# [Work required]
The entries are to be written out again with no differences.

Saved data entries
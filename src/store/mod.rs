//! Durable string-keyed storage.
//!
//! The search history and the theme preference share one key-value store.
//! `FileStore` keeps the whole map in a single JSON file and rewrites it on
//! every change; `MemoryStore` is the non-durable fallback used when the file
//! cannot be used and in tests.
//!
//! Durability is limited to "survives process restart". There is no locking
//! between concurrent `sift` processes; the last writer wins.

pub mod history;
pub mod theme;

pub use history::{SuggestionStore, HISTORY_KEY, HISTORY_LIMIT};
pub use theme::{ThemePreference, THEME_KEY};

use crate::model::StoreError;
use std::collections::BTreeMap;
use std::fmt::Debug;
use std::path::{Path, PathBuf};
use tracing::{debug, warn};

/// Read/write/erase contract shared by all storage backends.
pub trait KeyValueStore: Debug + Send {
    /// Fetch the value stored under `key`.
    fn get(&self, key: &str) -> Result<Option<String>, StoreError>;

    /// Store `value` under `key`, replacing any previous value.
    ///
    /// Implementations may keep the new value in memory even when making it
    /// durable fails; the returned error only reports lost durability.
    fn set(&mut self, key: &str, value: &str) -> Result<(), StoreError>;

    /// Erase `key`. Erasing a missing key is not an error.
    fn remove(&mut self, key: &str) -> Result<(), StoreError>;
}

// ===== MemoryStore =====

/// In-memory store. Nothing survives the process.
#[derive(Debug, Default, Clone)]
pub struct MemoryStore {
    values: BTreeMap<String, String>,
}

impl MemoryStore {
    /// Create an empty store.
    pub fn new() -> Self {
        Self::default()
    }
}

impl KeyValueStore for MemoryStore {
    fn get(&self, key: &str) -> Result<Option<String>, StoreError> {
        Ok(self.values.get(key).cloned())
    }

    fn set(&mut self, key: &str, value: &str) -> Result<(), StoreError> {
        self.values.insert(key.to_string(), value.to_string());
        Ok(())
    }

    fn remove(&mut self, key: &str) -> Result<(), StoreError> {
        self.values.remove(key);
        Ok(())
    }
}

// ===== FileStore =====

/// JSON-file-backed store.
///
/// The file holds a single JSON object mapping keys to string values. Reads
/// are served from memory; every write rewrites the file through a temporary
/// sibling and a rename so a crash never leaves a half-written file behind.
#[derive(Debug)]
pub struct FileStore {
    path: PathBuf,
    values: BTreeMap<String, String>,
}

impl FileStore {
    /// Open the store at `path`.
    ///
    /// A missing file is an empty store (it is created on first write).
    ///
    /// # Errors
    ///
    /// Returns `StoreError::Io` if the file exists but cannot be read and
    /// `StoreError::Corrupt` if it is not a JSON object of strings.
    pub fn open(path: impl Into<PathBuf>) -> Result<Self, StoreError> {
        let path = path.into();

        if !path.exists() {
            debug!(path = %path.display(), "Storage file missing, starting empty");
            return Ok(Self {
                path,
                values: BTreeMap::new(),
            });
        }

        let contents = std::fs::read_to_string(&path).map_err(|source| StoreError::Io {
            path: path.clone(),
            source,
        })?;

        let values = if contents.trim().is_empty() {
            BTreeMap::new()
        } else {
            serde_json::from_str(&contents).map_err(|e| StoreError::Corrupt {
                path: path.clone(),
                reason: e.to_string(),
            })?
        };

        Ok(Self { path, values })
    }

    /// Path of the backing file.
    pub fn path(&self) -> &Path {
        &self.path
    }

    /// Write every value back to disk after `key` changed.
    fn persist(&self, key: &str) -> Result<(), StoreError> {
        let io_err = |source: std::io::Error| StoreError::Io {
            path: self.path.clone(),
            source,
        };

        if let Some(parent) = self.path.parent() {
            if !parent.as_os_str().is_empty() {
                std::fs::create_dir_all(parent).map_err(io_err)?;
            }
        }

        let encoded =
            serde_json::to_string_pretty(&self.values).map_err(|e| StoreError::Encode {
                key: key.to_string(),
                reason: e.to_string(),
            })?;

        let tmp_path = self.path.with_extension("json.tmp");
        std::fs::write(&tmp_path, encoded).map_err(io_err)?;
        std::fs::rename(&tmp_path, &self.path).map_err(io_err)?;
        Ok(())
    }
}

impl KeyValueStore for FileStore {
    fn get(&self, key: &str) -> Result<Option<String>, StoreError> {
        Ok(self.values.get(key).cloned())
    }

    fn set(&mut self, key: &str, value: &str) -> Result<(), StoreError> {
        self.values.insert(key.to_string(), value.to_string());
        self.persist(key)
    }

    fn remove(&mut self, key: &str) -> Result<(), StoreError> {
        if self.values.remove(key).is_some() {
            self.persist(key)?;
        }
        Ok(())
    }
}

/// Open the file store at `path`, falling back to memory if it is unusable.
///
/// Persistence problems never stop the console: a corrupt or unreadable file
/// is logged and left untouched, and the session runs without durable state.
pub fn open_or_fallback(path: &Path) -> Box<dyn KeyValueStore> {
    match FileStore::open(path) {
        Ok(store) => Box::new(store),
        Err(err) => {
            warn!(error = %err, "Storage unavailable, history will not persist");
            Box::new(MemoryStore::new())
        }
    }
}

#[cfg(test)]
#[path = "store_tests.rs"]
mod tests;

# [Written solution]
filename src/store/mod.rs
//! Durable string-keyed storage.
//!
//! The search history and the theme preference share one key-value store.
//! `FileStore` keeps the whole map in a single JSON file and rewrites it on
//! every change; `MemoryStore` is the non-durable fallback used when the file
//! cannot be used and in tests.
//!
//! Durability is limited to "survives process restart". There is no locking
//! between concurrent `sift` processes; the last writer wins.

pub mod history;
pub mod theme;

pub use history::{SuggestionStore, HISTORY_KEY, HISTORY_LIMIT};
pub use theme::{ThemePreference, THEME_KEY};

use crate::model::StoreError;
use std::collections::BTreeMap;
use std::fmt::Debug;
use std::path::{Path, PathBuf};
use tracing::{debug, warn};

/// Read/write/erase contract shared by all storage backends.
pub trait KeyValueStore: Debug + Send {
    /// Fetch the value stored under `key`.
    fn get(&self, key: &str) -> Result<Option<String>, StoreError>;

    /// Store `value` under `key`, replacing any previous value.
    ///
    /// Implementations may keep the new value in memory even when making it
    /// durable fails; the returned error only reports lost durability.
    fn set(&mut self, key: &str, value: &str) -> Result<(), StoreError>;

    /// Erase `key`. Erasing a missing key is not an error.
    fn remove(&mut self, key: &str) -> Result<(), StoreError>;
}

// ===== MemoryStore =====

/// In-memory store. Nothing survives the process.
#[derive(Debug, Default, Clone)]
pub struct MemoryStore {
    values: BTreeMap<String, String>,
}

impl MemoryStore {
    /// Create an empty store.
    pub fn new() -> Self {
        Self::default()
    }
}

impl KeyValueStore for MemoryStore {
    fn get(&self, key: &str) -> Result<Option<String>, StoreError> {
        Ok(self.values.get(key).cloned())
    }

    fn set(&mut self, key: &str, value: &str) -> Result<(), StoreError> {
        self.values.insert(key.to_string(), value.to_string());
        Ok(())
    }

    fn remove(&mut self, key: &str) -> Result<(), StoreError> {
        self.values.remove(key);
        Ok(())
    }
}

// ===== FileStore =====

/// JSON-file-backed store.
///
/// The file holds a single JSON object mapping keys to string values. Reads
/// are served from memory; every write rewrites the file through a temporary
/// sibling and a rename so a crash never leaves a half-written file behind.
#[derive(Debug)]
pub struct FileStore {
    path: PathBuf,
    values: BTreeMap<String, String>,
}

impl FileStore {
    /// Open the store at `path`.
    ///
    /// A missing file is an empty store (it is created on first write).
    ///
    /// # Errors
    ///
    /// Returns `StoreError::Io` if the file exists but cannot be read and
    /// `StoreError::Corrupt` if it is not a JSON object of strings.
    pub fn open(path: impl Into<PathBuf>) -> Result<Self, StoreError> {
        let path = path.into();

        if !path.exists() {
            debug!(path = %path.display(), "Storage file missing, starting empty");
            return Ok(Self {
                path,
                values: BTreeMap::new(),
            });
        }

        let contents = std::fs::read_to_string(&path).map_err(|source| StoreError::Io {
            path: path.clone(),
            source,
        })?;

        let values = if contents.trim().is_empty() {
            BTreeMap::new()
        } else {
            serde_json::from_str(&contents).map_err(|e| StoreError::Corrupt {
                path: path.clone(),
                reason: e.to_string(),
            })?
        };

        Ok(Self { path, values })
    }

    /// Path of the backing file.
    pub fn path(&self) -> &Path {
        &self.path
    }

    /// Write every value back to disk after `key` changed.
    fn persist(&self, key: &str) -> Result<(), StoreError> {
        let io_err = |source: std::io::Error| StoreError::Io {
            path: self.path.clone(),
            source,
        };

        if let Some(parent) = self.path.parent() {
            if !parent.as_os_str().is_empty() {
                std::fs::create_dir_all(parent).map_err(io_err)?;
            }
        }

        let encoded =
            serde_json::to_string_pretty(&self.values).map_err(|e| StoreError::Encode {
                key: key.to_string(),
                reason: e.to_string(),
            })?;

        let tmp_path = self.path.with_extension("json.tmp");
        std::fs::write(&tmp_path, encoded).map_err(io_err)?;
        std::fs::rename(&tmp_path, &self.path).map_err(io_err)?;
        Ok(())
    }
}

impl KeyValueStore for FileStore {
    fn get(&self, key: &str) -> Result<Option<String>, StoreError> {
        Ok(self.values.get(key).cloned())
    }

    fn set(&mut self, key: &str, value: &str) -> Result<(), StoreError> {
        self.values.insert(key.to_string(), value.to_string());
        self.persist(key)
    }

    fn remove(&mut self, key: &str) -> Result<(), StoreError> {
        if self.values.remove(key).is_some() {
            self.persist(key)?;
        }
        Ok(())
    }
}

/// Open the file store at `path`, falling back to memory if it is unusable.
///
/// Persistence problems never stop the console: a corrupt or unreadable file
/// is logged and left untouched, and the session runs without durable state.
pub fn open_or_fallback(path: &Path) -> Box<dyn KeyValueStore> {
    match FileStore::open(path) {
        Ok(store) => Box::new(store),
        Err(err) => {
            warn!(error = %err, "Storage unavailable, history will not persist");
            Box::new(MemoryStore::new())
        }
    }
}

#[cfg(test)]
#[path = "store_tests.rs"]
mod tests;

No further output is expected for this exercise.